WHAT YOU SHOULD DO ▸
Extract each line from the entries below that has the string "UnconfiguredProvider" in it.
Start of RECORDED INFORMATION
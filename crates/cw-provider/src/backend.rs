use async_trait::async_trait;
use chrono::{DateTime, Utc};
use serde::{Deserialize, Serialize};
use thiserror::Error;
use utoipa::ToSchema;

#[derive(Debug, Error)]
pub enum ProviderError {
    #[error("provider unavailable: {message}")]
    Unavailable { message: String },
    #[error("invalid provider response: {message}")]
    InvalidResponse { message: String },
}

#[derive(Debug, Clone, Copy, PartialEq, Eq)]
pub struct TimeWindow {
    pub since: DateTime<Utc>,
    pub until: DateTime<Utc>,
}

#[derive(Debug, Clone, Copy, PartialEq, Eq, Serialize, Deserialize, ToSchema)]
#[serde(rename_all = "snake_case")]
pub enum CallDirection {
    Inbound,
    Outbound,
}

#[derive(Debug, Clone, PartialEq, Serialize, Deserialize, ToSchema)]
pub struct CallRecord {
    pub sid: String,
    #[serde(rename = "to")]
    pub to_number: Option<String>,
    #[serde(rename = "from")]
    pub from_number: Option<String>,
    pub status: String,
    pub duration: i64,
    pub start_time: Option<DateTime<Utc>>,
    pub end_time: Option<DateTime<Utc>>,
    pub direction: CallDirection,
}

#[async_trait]
pub trait CallProvider: Send + Sync {
    async fn list_call_records(
        &self,
        window: TimeWindow,
        direction: Option<CallDirection>,
    ) -> Result<Vec<CallRecord>, ProviderError>;
}

// Stands in when no telephony credentials are configured; every query
// surfaces as provider_unavailable instead of failing at startup.
pub struct UnconfiguredProvider;

#[async_trait]
impl CallProvider for UnconfiguredProvider {
    async fn list_call_records(
        &self,
        _window: TimeWindow,
        _direction: Option<CallDirection>,
    ) -> Result<Vec<CallRecord>, ProviderError> {
        Err(ProviderError::Unavailable {
            message: "telephony provider not configured".to_string(),
        })
    }
}
use cw_events::types::{DtmfAction, EventRecord};
use serde::{Deserialize, Serialize};
use utoipa::ToSchema;

#[derive(Debug, Clone, PartialEq, Eq, Serialize, Deserialize, ToSchema)]
pub struct DtmfEntry {
    pub digits: String,
    pub action: Option<DtmfAction>,
    pub occurred_at: i64,
}

#[derive(Debug, Clone, PartialEq, Eq, Serialize, Deserialize, ToSchema)]
pub struct ExecutionState {
    pub execution_id: String,
    pub call_id: Option<String>,
    #[serde(rename = "to")]
    pub to_number: Option<String>,
    #[serde(rename = "from")]
    pub from_number: Option<String>,
    pub status: Option<String>,
    pub dtmf_actions: Vec<DtmfEntry>,
    pub events: Vec<EventRecord>,
    pub created_at: Option<i64>,
    pub last_activity: Option<i64>,
}

impl ExecutionState {
    pub fn empty(execution_id: &str) -> Self {
        Self {
            execution_id: execution_id.to_string(),
            call_id: None,
            to_number: None,
            from_number: None,
            status: None,
            dtmf_actions: Vec::new(),
            events: Vec::new(),
            created_at: None,
            last_activity: None,
        }
    }

    pub fn is_empty(&self) -> bool {
        self.events.is_empty()
    }

    pub fn summary(&self) -> ExecutionSummary {
        ExecutionSummary {
            execution_id: self.execution_id.clone(),
            call_id: self.call_id.clone(),
            to_number: self.to_number.clone(),
            from_number: self.from_number.clone(),
            status: self.status.clone(),
            created_at: self.created_at,
            last_activity: self.last_activity,
            event_count: self.events.len() as u64,
            dtmf_count: self.dtmf_actions.len() as u64,
        }
    }
}

#[derive(Debug, Clone, PartialEq, Eq, Serialize, Deserialize, ToSchema)]
pub struct ExecutionSummary {
    pub execution_id: String,
    pub call_id: Option<String>,
    #[serde(rename = "to")]
    pub to_number: Option<String>,
    #[serde(rename = "from")]
    pub from_number: Option<String>,
    pub status: Option<String>,
    pub created_at: Option<i64>,
    pub last_activity: Option<i64>,
    pub event_count: u64,
    pub dtmf_count: u64,
}
use axum::Json;
use axum::http::StatusCode;
use cw_core::error::{CallwatchError, StoreError};
use cw_events::NormalizeError;
use cw_provider::ProviderError;
use serde::Serialize;

#[derive(Debug, Serialize)]
pub struct ErrorEnvelope {
    pub code: &'static str,
    pub message: String,
    pub correlation_id: Option<String>,
}

pub fn map_error(
    err: &CallwatchError,
    correlation_id: Option<String>,
) -> (StatusCode, Json<ErrorEnvelope>) {
    let (status, code, message) = match err {
        CallwatchError::Normalize(normalize) => map_normalize_error(normalize),
        CallwatchError::Store(store) => map_store_error(store),
        CallwatchError::Provider(provider) => map_provider_error(provider),
        CallwatchError::Internal { message } => (
            StatusCode::INTERNAL_SERVER_ERROR,
            "internal_error",
            message.clone(),
        ),
    };

    (
        status,
        Json(ErrorEnvelope {
            code,
            message,
            correlation_id,
        }),
    )
}

fn map_normalize_error(err: &NormalizeError) -> (StatusCode, &'static str, String) {
    match err {
        NormalizeError::MissingExecutionId | NormalizeError::InvalidPayload { .. } => {
            (StatusCode::BAD_REQUEST, "invalid_input", err.to_string())
        }
    }
}

fn map_store_error(err: &StoreError) -> (StatusCode, &'static str, String) {
    match err {
        StoreError::Unavailable { .. } => (
            StatusCode::SERVICE_UNAVAILABLE,
            "store_unavailable",
            err.to_string(),
        ),
        StoreError::InvalidInput { .. } => {
            (StatusCode::BAD_REQUEST, "invalid_input", err.to_string())
        }
    }
}

fn map_provider_error(err: &ProviderError) -> (StatusCode, &'static str, String) {
    match err {
        ProviderError::Unavailable { .. } => (
            StatusCode::SERVICE_UNAVAILABLE,
            "provider_unavailable",
            err.to_string(),
        ),
        ProviderError::InvalidResponse { .. } => (
            StatusCode::BAD_GATEWAY,
            "invalid_response",
            err.to_string(),
        ),
    }
}
pub mod backend;
pub mod http;

pub use crate::backend::{
    CallDirection, CallProvider, CallRecord, ProviderError, TimeWindow, UnconfiguredProvider,
};
pub use crate::http::HttpCallProvider;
End of RECORDED INFORMATION
REPLY ▸
pub struct UnconfiguredProvider;
impl CallProvider for UnconfiguredProvider {
    CallDirection, CallProvider, CallRecord, ProviderError, TimeWindow, UnconfiguredProvider,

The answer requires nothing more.